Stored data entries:
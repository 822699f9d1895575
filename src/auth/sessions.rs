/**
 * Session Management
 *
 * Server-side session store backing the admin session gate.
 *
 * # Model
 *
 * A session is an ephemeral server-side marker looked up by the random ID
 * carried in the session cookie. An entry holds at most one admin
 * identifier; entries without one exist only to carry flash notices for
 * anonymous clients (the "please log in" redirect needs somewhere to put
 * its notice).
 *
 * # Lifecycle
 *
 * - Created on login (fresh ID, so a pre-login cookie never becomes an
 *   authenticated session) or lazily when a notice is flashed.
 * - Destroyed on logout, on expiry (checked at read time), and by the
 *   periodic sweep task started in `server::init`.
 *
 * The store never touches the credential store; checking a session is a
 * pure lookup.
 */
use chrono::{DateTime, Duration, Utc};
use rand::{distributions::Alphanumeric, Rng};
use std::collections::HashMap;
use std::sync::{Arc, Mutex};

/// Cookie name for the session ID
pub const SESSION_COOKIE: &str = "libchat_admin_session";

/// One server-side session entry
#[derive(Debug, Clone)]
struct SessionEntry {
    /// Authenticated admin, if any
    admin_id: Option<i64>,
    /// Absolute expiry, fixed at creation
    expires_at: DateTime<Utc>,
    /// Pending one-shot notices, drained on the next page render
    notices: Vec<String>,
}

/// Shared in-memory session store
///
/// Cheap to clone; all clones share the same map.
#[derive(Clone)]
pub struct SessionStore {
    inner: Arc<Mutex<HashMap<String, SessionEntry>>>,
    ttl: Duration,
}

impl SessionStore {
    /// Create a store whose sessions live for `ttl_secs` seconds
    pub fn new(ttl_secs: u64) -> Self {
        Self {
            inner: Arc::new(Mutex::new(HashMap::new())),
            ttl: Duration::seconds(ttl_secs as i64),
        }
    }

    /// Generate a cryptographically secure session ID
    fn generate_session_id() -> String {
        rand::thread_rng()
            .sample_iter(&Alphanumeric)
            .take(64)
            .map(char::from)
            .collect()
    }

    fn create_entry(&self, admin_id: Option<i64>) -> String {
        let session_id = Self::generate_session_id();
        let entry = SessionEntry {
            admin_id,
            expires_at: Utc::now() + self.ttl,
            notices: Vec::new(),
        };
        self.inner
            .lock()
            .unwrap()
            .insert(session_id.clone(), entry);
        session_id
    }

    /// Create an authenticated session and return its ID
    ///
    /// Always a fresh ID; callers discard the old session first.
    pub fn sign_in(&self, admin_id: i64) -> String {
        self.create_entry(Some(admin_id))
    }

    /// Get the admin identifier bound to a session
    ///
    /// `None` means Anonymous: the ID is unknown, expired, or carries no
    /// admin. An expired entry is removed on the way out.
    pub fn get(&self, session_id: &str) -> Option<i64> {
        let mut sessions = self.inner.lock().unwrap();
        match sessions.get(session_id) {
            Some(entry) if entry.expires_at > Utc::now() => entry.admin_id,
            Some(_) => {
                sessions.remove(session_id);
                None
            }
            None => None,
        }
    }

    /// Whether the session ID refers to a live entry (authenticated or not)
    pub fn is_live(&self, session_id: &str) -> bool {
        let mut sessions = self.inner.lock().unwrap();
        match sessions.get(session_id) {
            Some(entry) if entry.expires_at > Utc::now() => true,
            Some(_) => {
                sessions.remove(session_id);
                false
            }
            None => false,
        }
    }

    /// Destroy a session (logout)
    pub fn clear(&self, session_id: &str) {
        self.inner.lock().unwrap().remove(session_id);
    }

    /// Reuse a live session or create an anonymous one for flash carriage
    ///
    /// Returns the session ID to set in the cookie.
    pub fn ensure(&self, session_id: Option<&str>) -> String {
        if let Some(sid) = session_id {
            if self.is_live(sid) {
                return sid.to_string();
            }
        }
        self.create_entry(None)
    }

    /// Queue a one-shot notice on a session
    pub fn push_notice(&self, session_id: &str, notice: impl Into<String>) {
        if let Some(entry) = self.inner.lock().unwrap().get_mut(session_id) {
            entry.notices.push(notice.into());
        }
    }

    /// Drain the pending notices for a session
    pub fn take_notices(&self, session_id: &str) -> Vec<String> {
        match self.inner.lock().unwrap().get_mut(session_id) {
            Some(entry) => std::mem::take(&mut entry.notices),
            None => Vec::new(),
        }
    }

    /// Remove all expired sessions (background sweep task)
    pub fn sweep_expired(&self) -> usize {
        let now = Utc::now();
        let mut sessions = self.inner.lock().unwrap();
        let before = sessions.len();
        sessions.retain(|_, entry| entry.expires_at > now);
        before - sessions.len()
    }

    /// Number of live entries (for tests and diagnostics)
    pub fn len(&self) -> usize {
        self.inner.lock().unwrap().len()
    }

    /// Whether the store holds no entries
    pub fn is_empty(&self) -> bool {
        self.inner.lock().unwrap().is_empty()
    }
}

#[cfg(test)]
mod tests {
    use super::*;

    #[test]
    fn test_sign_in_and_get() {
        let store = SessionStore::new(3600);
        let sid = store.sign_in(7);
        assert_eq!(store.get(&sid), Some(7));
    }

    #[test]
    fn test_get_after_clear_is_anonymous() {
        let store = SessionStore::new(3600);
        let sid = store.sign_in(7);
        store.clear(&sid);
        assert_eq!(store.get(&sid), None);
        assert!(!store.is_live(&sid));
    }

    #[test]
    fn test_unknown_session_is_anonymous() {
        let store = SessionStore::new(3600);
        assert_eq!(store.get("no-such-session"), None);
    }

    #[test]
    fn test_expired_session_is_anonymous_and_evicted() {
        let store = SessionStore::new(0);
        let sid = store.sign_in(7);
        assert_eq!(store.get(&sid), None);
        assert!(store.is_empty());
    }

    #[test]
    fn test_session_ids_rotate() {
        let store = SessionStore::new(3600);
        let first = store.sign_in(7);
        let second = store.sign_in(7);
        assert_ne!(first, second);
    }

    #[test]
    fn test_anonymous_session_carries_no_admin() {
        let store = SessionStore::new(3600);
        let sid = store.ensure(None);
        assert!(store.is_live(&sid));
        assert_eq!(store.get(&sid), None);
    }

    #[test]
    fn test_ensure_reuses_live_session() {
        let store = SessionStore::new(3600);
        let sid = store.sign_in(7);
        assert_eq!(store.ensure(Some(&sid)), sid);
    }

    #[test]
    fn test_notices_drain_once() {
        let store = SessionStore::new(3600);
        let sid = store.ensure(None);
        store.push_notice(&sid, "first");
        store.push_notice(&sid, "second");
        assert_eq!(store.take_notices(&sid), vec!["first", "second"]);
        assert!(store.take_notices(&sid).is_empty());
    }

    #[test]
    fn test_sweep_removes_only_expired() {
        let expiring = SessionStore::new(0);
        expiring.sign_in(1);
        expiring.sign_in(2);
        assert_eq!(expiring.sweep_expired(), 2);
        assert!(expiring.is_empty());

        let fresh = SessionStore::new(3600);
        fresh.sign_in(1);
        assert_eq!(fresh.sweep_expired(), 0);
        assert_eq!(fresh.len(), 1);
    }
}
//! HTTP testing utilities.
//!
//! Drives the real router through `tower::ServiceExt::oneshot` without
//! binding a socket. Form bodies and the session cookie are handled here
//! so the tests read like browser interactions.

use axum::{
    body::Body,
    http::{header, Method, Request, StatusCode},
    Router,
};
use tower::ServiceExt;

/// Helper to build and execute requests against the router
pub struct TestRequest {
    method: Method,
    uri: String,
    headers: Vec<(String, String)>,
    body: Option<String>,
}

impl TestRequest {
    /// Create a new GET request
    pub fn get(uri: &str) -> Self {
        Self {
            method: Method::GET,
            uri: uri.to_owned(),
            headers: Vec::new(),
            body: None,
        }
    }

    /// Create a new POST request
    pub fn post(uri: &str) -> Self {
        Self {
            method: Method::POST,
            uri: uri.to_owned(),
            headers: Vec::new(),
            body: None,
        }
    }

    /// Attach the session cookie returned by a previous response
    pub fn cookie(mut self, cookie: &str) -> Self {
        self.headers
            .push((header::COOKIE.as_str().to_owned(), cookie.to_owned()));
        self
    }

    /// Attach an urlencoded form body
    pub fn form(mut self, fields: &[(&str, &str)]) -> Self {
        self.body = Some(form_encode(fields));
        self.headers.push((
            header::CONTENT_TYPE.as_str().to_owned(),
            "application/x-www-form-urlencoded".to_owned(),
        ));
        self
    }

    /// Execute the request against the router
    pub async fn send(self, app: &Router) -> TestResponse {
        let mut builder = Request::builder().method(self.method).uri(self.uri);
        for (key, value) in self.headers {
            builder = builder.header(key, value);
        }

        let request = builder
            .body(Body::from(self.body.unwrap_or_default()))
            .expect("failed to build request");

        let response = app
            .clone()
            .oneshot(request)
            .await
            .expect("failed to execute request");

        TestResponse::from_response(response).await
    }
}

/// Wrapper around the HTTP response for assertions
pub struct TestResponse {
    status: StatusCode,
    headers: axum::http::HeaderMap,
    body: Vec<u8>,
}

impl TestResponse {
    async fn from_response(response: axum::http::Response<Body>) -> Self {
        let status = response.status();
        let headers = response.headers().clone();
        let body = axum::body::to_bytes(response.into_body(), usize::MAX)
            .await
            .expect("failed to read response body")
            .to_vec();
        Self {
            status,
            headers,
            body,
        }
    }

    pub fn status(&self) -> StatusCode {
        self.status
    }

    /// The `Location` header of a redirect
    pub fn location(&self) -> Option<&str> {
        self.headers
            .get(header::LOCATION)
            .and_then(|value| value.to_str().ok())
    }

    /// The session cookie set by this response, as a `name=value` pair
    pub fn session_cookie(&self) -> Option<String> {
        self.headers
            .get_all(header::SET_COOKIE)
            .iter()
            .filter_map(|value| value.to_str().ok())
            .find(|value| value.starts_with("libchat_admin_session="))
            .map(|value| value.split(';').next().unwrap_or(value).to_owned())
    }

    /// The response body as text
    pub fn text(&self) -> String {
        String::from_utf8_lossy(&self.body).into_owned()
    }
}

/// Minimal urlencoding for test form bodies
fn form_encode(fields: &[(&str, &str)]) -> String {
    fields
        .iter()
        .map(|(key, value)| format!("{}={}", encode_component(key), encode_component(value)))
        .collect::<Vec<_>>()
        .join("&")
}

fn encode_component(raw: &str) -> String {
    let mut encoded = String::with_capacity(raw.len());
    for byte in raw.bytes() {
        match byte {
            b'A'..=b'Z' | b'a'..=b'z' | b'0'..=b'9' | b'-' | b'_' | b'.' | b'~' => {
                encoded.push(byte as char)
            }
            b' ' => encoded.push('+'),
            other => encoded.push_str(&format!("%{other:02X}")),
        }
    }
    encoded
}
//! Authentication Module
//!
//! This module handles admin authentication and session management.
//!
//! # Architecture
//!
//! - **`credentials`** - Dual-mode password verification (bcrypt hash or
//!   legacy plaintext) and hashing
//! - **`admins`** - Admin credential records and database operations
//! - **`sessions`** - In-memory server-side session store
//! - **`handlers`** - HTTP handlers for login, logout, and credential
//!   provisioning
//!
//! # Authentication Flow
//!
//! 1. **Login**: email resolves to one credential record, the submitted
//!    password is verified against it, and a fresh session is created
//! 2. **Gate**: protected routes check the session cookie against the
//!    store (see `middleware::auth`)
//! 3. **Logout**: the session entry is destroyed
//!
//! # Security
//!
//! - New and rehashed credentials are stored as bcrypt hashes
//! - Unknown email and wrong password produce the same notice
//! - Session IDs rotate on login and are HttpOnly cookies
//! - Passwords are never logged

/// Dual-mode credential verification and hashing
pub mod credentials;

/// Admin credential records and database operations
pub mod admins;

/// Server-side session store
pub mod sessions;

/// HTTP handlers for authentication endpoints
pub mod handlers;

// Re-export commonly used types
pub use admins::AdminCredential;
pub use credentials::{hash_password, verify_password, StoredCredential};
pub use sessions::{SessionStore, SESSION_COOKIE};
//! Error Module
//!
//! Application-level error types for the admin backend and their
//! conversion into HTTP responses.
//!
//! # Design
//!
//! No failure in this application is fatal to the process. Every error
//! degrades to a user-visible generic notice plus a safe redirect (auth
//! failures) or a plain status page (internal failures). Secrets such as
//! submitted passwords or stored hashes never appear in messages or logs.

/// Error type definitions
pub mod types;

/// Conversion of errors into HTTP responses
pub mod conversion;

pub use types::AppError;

Your task: Say how many lines of the data include the string "holds". Nothing other than the number should be given.

Result of this exercise: 2